Terroirists’ Revenge

So how will South Africa win the Wine War for the U.S. market? Well, the good news, given what I have said, is that Brand South Africa is actually something of a clean slate for many U.S. wine consumers – especially the rising millennial generation who are open to new wines from new places and show no particular reverence for conventional wisdom.  They are refreshingly original in their thinking, bold in their actions and willing to open their pocketbooks. These new wine drinkers and others like them around the world are high value targets. How should they be approached?

Millennials are very independent. They are accustomed to writing their own narratives and they embrace products and experiences that integrate into a lifestyle experience. They aren’t just buying wine, they are building an identity. Millennials are not fundamentally different from earlier generations in this regard, simply more skilled, self-empowered and more interconnected. Reaching them, which requires more emphasis on story-telling, social media and first person wine experiences, is ultimately the task of South African wineries and their U.S. distributor partners; there is also a role for Wines of South Africa in shaping perceptions.

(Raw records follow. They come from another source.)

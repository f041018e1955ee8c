//! Space descriptors: dimensionality and extents of stored data.
//!
//! A [`SpaceDescriptor`] is either scalar (rank 0, one element) or simple
//! (an N-dimensional array with a current and an upper-limit extent per
//! dimension). Dimensions whose upper limit is [`Extent::Unlimited`] may be
//! grown later by chunked datasets.

use crate::error::{Result, StoreError};

/// Upper-limit extent of one dimension.
#[derive(Debug, Clone, Copy, PartialEq, Eq)]
#[cfg_attr(feature = "serde", derive(serde::Serialize, serde::Deserialize))]
pub enum Extent {
    /// Fixed upper limit.
    Fixed(u64),

    /// No upper limit; the dimension may grow without bound.
    Unlimited,
}

impl Extent {
    /// Returns true if `current` is admissible under this limit.
    fn admits(&self, current: u64) -> bool {
        match *self {
            Extent::Fixed(max) => current <= max,
            Extent::Unlimited => true,
        }
    }
}

/// One dimension: current extent plus upper limit.
#[derive(Debug, Clone, Copy, PartialEq, Eq)]
#[cfg_attr(feature = "serde", derive(serde::Serialize, serde::Deserialize))]
pub struct Dimension {
    /// Current extent.
    pub current: u64,

    /// Upper-limit extent.
    pub max: Extent,
}

/// A rectangular sub-region selection (one contiguous block).
#[derive(Debug, Clone, PartialEq, Eq)]
pub struct Hyperslab {
    /// Start coordinate per dimension.
    pub offset: Vec<u64>,

    /// Block extent per dimension.
    pub count: Vec<u64>,
}

/// Describes the dimensionality and extents of a dataset or attribute.
#[derive(Debug, Clone, PartialEq, Eq)]
pub struct SpaceDescriptor {
    dims: Vec<Dimension>,
    scalar: bool,
    selection: Option<Hyperslab>,
}

impl SpaceDescriptor {
    /// Creates a scalar space: rank 0, exactly one element.
    pub fn scalar() -> Self {
        Self {
            dims: Vec::new(),
            scalar: true,
            selection: None,
        }
    }

    /// Creates a simple (N-dimensional) space.
    ///
    /// # Errors
    ///
    /// Returns [`StoreError::ShapeMismatch`] if any current extent exceeds
    /// its fixed upper limit.
    pub fn simple(dims: &[(u64, Extent)]) -> Result<Self> {
        for &(current, max) in dims {
            if !max.admits(current) {
                return Err(StoreError::ShapeMismatch {
                    expected: match max {
                        Extent::Fixed(m) => m,
                        Extent::Unlimited => u64::MAX,
                    },
                    actual: current,
                });
            }
        }
        Ok(Self {
            dims: dims
                .iter()
                .map(|&(current, max)| Dimension { current, max })
                .collect(),
            scalar: false,
            selection: None,
        })
    }

    /// Creates a simple space where every upper limit equals the current extent.
    pub fn simple_fixed(dims: &[u64]) -> Self {
        Self {
            dims: dims
                .iter()
                .map(|&d| Dimension {
                    current: d,
                    max: Extent::Fixed(d),
                })
                .collect(),
            scalar: false,
            selection: None,
        }
    }

    /// Returns true for a scalar space.
    pub fn is_scalar(&self) -> bool {
        self.scalar
    }

    /// Number of dimensions (0 for scalar).
    pub fn rank(&self) -> usize {
        self.dims.len()
    }

    /// Product of current extents. Scalar = 1.
    pub fn element_count(&self) -> u64 {
        if self.scalar {
            1
        } else {
            self.dims.iter().map(|d| d.current).product()
        }
    }

    /// Ordered `(current, upper limit)` pairs.
    pub fn dimensions(&self) -> Vec<(u64, Extent)> {
        self.dims.iter().map(|d| (d.current, d.max)).collect()
    }

    /// Current extents only.
    pub fn current_dims(&self) -> Vec<u64> {
        self.dims.iter().map(|d| d.current).collect()
    }

    /// Marks a rectangular sub-region as the active selection for a
    /// subsequent partial read or write. Only one contiguous block selection
    /// is supported; a new call replaces the previous selection.
    ///
    /// # Errors
    ///
    /// Returns [`StoreError::ShapeMismatch`] if the rank of `offset` or
    /// `count` differs from the space's rank, or if `offset + count` exceeds
    /// the current extent in any dimension.
    pub fn select_hyperslab(&mut self, offset: &[u64], count: &[u64]) -> Result<()> {
        if self.scalar || offset.len() != self.dims.len() || count.len() != self.dims.len() {
            return Err(StoreError::ShapeMismatch {
                expected: self.dims.len() as u64,
                actual: offset.len().max(count.len()) as u64,
            });
        }
        for (i, dim) in self.dims.iter().enumerate() {
            let end = offset[i]
                .checked_add(count[i])
                .ok_or(StoreError::ShapeMismatch {
                    expected: dim.current,
                    actual: u64::MAX,
                })?;
            if end > dim.current {
                return Err(StoreError::ShapeMismatch {
                    expected: dim.current,
                    actual: end,
                });
            }
        }
        self.selection = Some(Hyperslab {
            offset: offset.to_vec(),
            count: count.to_vec(),
        });
        Ok(())
    }

    /// Returns the active selection, if any.
    pub fn selection(&self) -> Option<&Hyperslab> {
        self.selection.as_ref()
    }

    /// Clears the active selection (the whole space is selected again).
    pub fn select_all(&mut self) {
        self.selection = None;
    }

    /// Grows current extents in place. Caller has already validated that the
    /// new extents are admissible; used by dataset extension.
    pub(crate) fn set_current_dims(&mut self, dims: &[u64]) {
        debug_assert_eq!(dims.len(), self.dims.len());
        for (d, &new) in self.dims.iter_mut().zip(dims) {
            d.current = new;
        }
    }
}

Millennials and other “clean slate” consumers are predisposed to respond to the Terroirists’ Revenge message. They are seeking wine and a story about wine that connects them to the wine, to an engaging culture, to a rich and exciting lifestyle and ultimately to each other. It’s about the wine, but it’s not just about the wine. South Africa’s terroirists have a secret weapon in their beautiful land and inviting culture than gives them a critical Wine War story-telling advantage.

How can South Africa connect with the Millennials, I asked the audience? Well, don’t look to me for answers, I said. I’ve only been in South Africa for a week. You will have come up with the answers. Only you will know what there is in South African culture and society that will make the connection. I think this statement came as a surprise to the audience, who are probably used to outsiders telling them what to do. But I am sure I am right. 

I felt I had to make a contribution, so I took a chance. My first full day on South African soil was Monday September 24 — National Heritage Day, which is also National Braai Day. Water keeps people apart, I told the audience, but wine brings us together. And the braai seems to bring South Africans together, too. And so I proposed braai as South Africa’s secret weapon.

One possible key to this terroirist strategy – and this is my own crazy idea — is the braai. Almost no one in the U.S. knows what a braai is, but we all love the barbeque experience and this is a good starting point. Any country that makes the braai its national food culture speaks to us in a language we can understand.

But the braai, I have learned, is not merely a food culture — and this is its magic. It is an expression of generosity and hospitality. If you ask someone to share your braai, you are opening your heart and your hearth to them, whether you are preparing a gourmet meal or more humble fare. If South African wines are seen as an extension of that warmth and engagement, they might well strike a sympathetic chord among American wine enthusiasts.

And happily there are many different cultures of the braai in South Africa – there are diverse braai terroirs if you know what I mean – and each has its own story and each lends itself to a different kind and style of South African wine. Americans will love the unique experience of an Afrocentric winelands braai once they get to know it and this can be the gateway to a fuller appreciation of South African culture and lifestyle and to the diverse wines that have evolved along with them.

If you invite Americans to join with you and to celebrate your people, land and culture – to make every day National Braai Day — they will toast your success with your own wonderful wine.

And that’s how South Africa can win the Wine Wars. Thank you.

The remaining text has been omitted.